I read that and thought, “Now, which one was Higazy again?”
So, I did my homework and read up on the story. Kevin’s right; it’s a doozy. Indeed, it sounds like the plot of a thought-provoking movie that leaves people thinking, “This couldn’t really happen, could it?”
It’s a surprisingly straightforward fiasco. An Egpytian national, Abdallah Higazy, was in New York on Sept. 11, 2001, staying in a hotel. The morning of the attacks, the hotel was evacuated, and the staff later found a device that allows the user to communicate with airline pilots.
Higazy was taken into custody as a suspected terrorist, but denied having done anything wrong, and said he did not know anything about the airline device. U.S. officials gave him a choice: Higazy could confess to being a terrorist involved with the 9/11 plot, or his family would be taken into custody in Egypt, where they would be tortured. Left with no choice, Higazy said what the FBI told him to say.
Soon after, wouldn’t you know it, an airline pilot shows up at the same hotel and says, “Has anyone seen the radio I accidentally left in my room?” Higazy’s confession was, of course, coerced and bogus. After his release, he sued the FBI, and the 2nd Circuit Court of Appeals ruled that Higazy was entitled to damages.
And then the 2nd Circuit pulled the decision.
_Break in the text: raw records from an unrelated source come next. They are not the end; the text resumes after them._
//! High-level client API over the WebSocket transport.

use crate::connection::{Connection, ConnectionConfig, Session};
use crate::error::ClientError;
use crate::response::{shape, CrudResponse, PatchResponse, QueryResponse, TypedResponse};
use crate::state::{ConnectionState, Readiness};
use serde_json::{json, Value};
use std::sync::Arc;
use surrealkit_protocol::{target, Method, Patch, RpcError};

/// High-level client for SurrealDB.
pub struct Client {
    conn: Arc<Connection>,
}

impl Client {
    /// Creates a new client with the given configuration.
    pub fn new(config: ConnectionConfig) -> Self {
        Self {
            conn: Arc::new(Connection::new(config)),
        }
    }

    /// Opens the socket and sends the handshake.
    ///
    /// Optional: the first command connects on its own.
    pub async fn connect(&self) -> Result<(), ClientError> {
        self.conn.connect().await
    }

    pub async fn reconnect(&self) -> Result<(), ClientError> {
        self.conn.reconnect().await
    }

    /// Closes the connection.
    pub async fn close(&self) -> Result<(), ClientError> {
        self.conn.close().await
    }

    pub fn state(&self) -> ConnectionState {
        self.conn.state()
    }

    pub fn readiness(&self) -> Readiness {
        self.conn.readiness()
    }

    /// Returns whether commands are transmitted immediately.
    pub fn is_ready(&self) -> bool {
        self.conn.is_ready()
    }

    pub fn session(&self) -> Session {
        self.conn.session()
    }

    /// Returns the error the server rejected `signin` or `use` with, if any.
    pub fn handshake_error(&self) -> Option<RpcError> {
        self.conn.handshake_error()
    }

    /// Returns the underlying connection.
    pub fn connection(&self) -> Arc<Connection> {
        self.conn.clone()
    }

    /// Changes credentials, re-authenticating if connected.
    pub async fn signin(&self, username: &str, password: &str) -> Result<(), ClientError> {
        self.conn.signin(username, password).await
    }

    /// Changes namespace and database, re-selecting if connected.
    pub async fn use_ns(&self, namespace: &str, database: &str) -> Result<(), ClientError> {
        self.conn.use_ns(namespace, database).await
    }

    // =========================================================================
    // Helper methods
    // =========================================================================

    async fn request(&self, method: Method, params: Vec<Value>) -> Result<Value, ClientError> {
        self.conn.request(method, params).await
    }

    async fn crud(&self, method: Method, params: Vec<Value>) -> Result<CrudResponse, ClientError> {
        let raw = self.request(method, params).await?;
        CrudResponse::from_raw(raw)
    }

    /// Sends any method and shapes the result by its response kind.
    pub async fn send(&self, method: Method, params: Vec<Value>) -> Result<TypedResponse, ClientError> {
        let raw = self.request(method, params).await?;
        shape(method.response_kind(), Some(raw))
    }

    // =========================================================================
    // Query
    // =========================================================================

    /// Runs raw SurrealQL. The result is passed through unchanged.
    pub async fn query(&self, sql: &str) -> Result<QueryResponse, ClientError> {
        let raw = self.request(Method::Query, vec![json!(sql)]).await?;
        Ok(QueryResponse::from_raw(Some(raw)))
    }

    /// Runs raw SurrealQL with bound variables.
    pub async fn query_with_vars(&self, sql: &str, vars: Value) -> Result<QueryResponse, ClientError> {
        let raw = self.request(Method::Query, vec![json!(sql), vars]).await?;
        Ok(QueryResponse::from_raw(Some(raw)))
    }

    // =========================================================================
    // Record operations
    // =========================================================================

    /// Creates a record with a server-generated id.
    pub async fn create(&self, table: &str, data: Value) -> Result<CrudResponse, ClientError> {
        self.crud(Method::Create, vec![json!(table), data]).await
    }

    /// Creates a record at `table:id`.
    pub async fn create_with_id(
        &self,
        table: &str,
        id: &str,
        data: Value,
    ) -> Result<CrudResponse, ClientError> {
        self.crud(Method::Create, vec![json!(target(table, Some(id))), data])
            .await
    }

    pub async fn select_all(&self, table: &str) -> Result<CrudResponse, ClientError> {
        self.crud(Method::Select, vec![json!(table)]).await
    }

    pub async fn select_one(&self, table: &str, id: &str) -> Result<CrudResponse, ClientError> {
        self.crud(Method::Select, vec![json!(target(table, Some(id)))])
            .await
    }

    /// Replaces the content of `table:id`.
    pub async fn update_one(
        &self,
        table: &str,
        id: &str,
        data: Value,
    ) -> Result<CrudResponse, ClientError> {
        self.crud(Method::Update, vec![json!(target(table, Some(id))), data])
            .await
    }

    /// Replaces the content of every record in `table`.
    pub async fn update_all(&self, table: &str, data: Value) -> Result<CrudResponse, ClientError> {
        self.crud(Method::Update, vec![json!(table), data]).await
    }

    /// Applies JSON-Patch operations to `table:id`.
    pub async fn modify_one(
        &self,
        table: &str,
        id: &str,
        patches: &[Patch],
    ) -> Result<PatchResponse, ClientError> {
        let raw = self
            .request(
                Method::Modify,
                vec![json!(target(table, Some(id))), serde_json::to_value(patches)?],
            )
            .await?;
        Ok(PatchResponse::from_raw(raw))
    }

    /// Applies JSON-Patch operations to every record in `table`.
    pub async fn modify_all(&self, table: &str, patches: &[Patch]) -> Result<PatchResponse, ClientError> {
        let raw = self
            .request(Method::Modify, vec![json!(table), serde_json::to_value(patches)?])
            .await?;
        Ok(PatchResponse::from_raw(raw))
    }

    pub async fn delete_all(&self, table: &str) -> Result<CrudResponse, ClientError> {
        self.crud(Method::Delete, vec![json!(table)]).await
    }

    pub async fn delete_one(&self, table: &str, id: &str) -> Result<CrudResponse, ClientError> {
        self.crud(Method::Delete, vec![json!(target(table, Some(id)))])
            .await
    }
}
I blogged about the opinion while I read it online and then posted the blog as I ate lunch. Then something strange happened: a few minutes after I posted the blog, the opinion vanished from the Court of Appeals website! I had never seen this before, and what made all the more strange was that it involved a coerced confession over 9/11. What the hell was going on?
I let some other legal bloggers know about this, particularly the How Appealing blog and Appellate Law and Practice. They both ran a commentary on the missing opinion. Then someone sent How Appealing a PDF of the decision (probably very few of them were floating around since the opinion was posted for a brief period of time) and How Appealing posted the decision.
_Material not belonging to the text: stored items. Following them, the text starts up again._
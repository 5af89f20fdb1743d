//! Encoder and decoder for RPC messages.
//!
//! The WebSocket layer already frames messages, so each text frame carries
//! exactly one JSON document and no buffering is needed here.

use crate::error::ProtocolError;
use crate::message::{RpcRequest, RpcResponse};

/// Encodes requests and responses into JSON text.
pub struct Encoder;

impl Encoder {
    /// Encodes a request into a text frame payload.
    pub fn encode_request(request: &RpcRequest) -> Result<String, ProtocolError> {
        Ok(serde_json::to_string(request)?)
    }

    /// Encodes a response into a text frame payload.
    pub fn encode_response(response: &RpcResponse) -> Result<String, ProtocolError> {
        Ok(serde_json::to_string(response)?)
    }
}

/// Decodes JSON text into requests and responses.
pub struct Decoder;

impl Decoder {
    /// Decodes a request from a text payload.
    pub fn decode_request(payload: &str) -> Result<RpcRequest, ProtocolError> {
        Ok(serde_json::from_str(payload)?)
    }

    /// Decodes a response from a text payload.
    pub fn decode_response(payload: &str) -> Result<RpcResponse, ProtocolError> {
        Ok(serde_json::from_str(payload)?)
    }

    /// Decodes a response from a binary payload holding UTF-8 JSON.
    pub fn decode_response_bytes(payload: &[u8]) -> Result<RpcResponse, ProtocolError> {
        let text = std::str::from_utf8(payload).map_err(|_| ProtocolError::InvalidUtf8)?;
        Self::decode_response(text)
    }
}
Then things got even stranger. The Court of Appeals actually phoned How Appealing to request that he remove the opinion from his website since it contained classified information. The Court said that a revised opinion would come out the next day without the classified information. How Appealing actually refused to remove the opinion. Through it all, hundreds of people came to my legal blog to see my summary of the opinion. It was either my blog or printing out and reading a 44 page epic.
The next day, the Court of Appeals reissued the Higazy opinion. With a redaction. The court simply omitted from the revised decision facts about how the FBI agent extracted the false confession from Higazy. For some reason, this information is classified.
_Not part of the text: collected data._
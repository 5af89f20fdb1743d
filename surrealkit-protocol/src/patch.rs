//! JSON-Patch operations for the `modify` method.

use serde::{Deserialize, Serialize};
use serde_json::Value;

/// Patch operation kind.
#[derive(Debug, Clone, Copy, PartialEq, Eq, Hash, Serialize, Deserialize)]
#[serde(rename_all = "lowercase")]
pub enum PatchOp {
    Add,
    Replace,
    Remove,
}

/// A single JSON-Patch operation.
///
/// ```
/// use surrealkit_protocol::Patch;
/// use serde_json::json;
///
/// let patch = Patch::add("/tags", json!(["developer", "engineer"]));
/// assert_eq!(
///     serde_json::to_value(&patch).unwrap(),
///     json!({"op": "add", "path": "/tags", "value": ["developer", "engineer"]}),
/// );
/// ```
#[derive(Debug, Clone, PartialEq, Serialize, Deserialize)]
pub struct Patch {
    pub op: PatchOp,
    pub path: String,
    #[serde(default, skip_serializing_if = "Option::is_none")]
    pub value: Option<Value>,
}

impl Patch {
    /// Adds `value` at `path`, appending when the target is an array.
    pub fn add(path: impl Into<String>, value: Value) -> Self {
        Self {
            op: PatchOp::Add,
            path: path.into(),
            value: Some(value),
        }
    }

    /// Replaces whatever is at `path` with `value`.
    pub fn replace(path: impl Into<String>, value: Value) -> Self {
        Self {
            op: PatchOp::Replace,
            path: path.into(),
            value: Some(value),
        }
    }

    /// Removes `path`. Carries no value.
    pub fn remove(path: impl Into<String>) -> Self {
        Self {
            op: PatchOp::Remove,
            path: path.into(),
            value: None,
        }
    }
}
There are a number of lessons to be learned here. First, don’t always assume those who confess are guilty. Second, as Matt Yglesias noted, the Bush administration’s ability to cover up its colossal screw-ups is almost as offensive as the screw-ups themselves.
The new rule of law — even when your banana republic antics get caught and exposed, you can use the cover of national security secrets to keep the facts obscured. Welcome to America.
Makes you proud, doesn’t it?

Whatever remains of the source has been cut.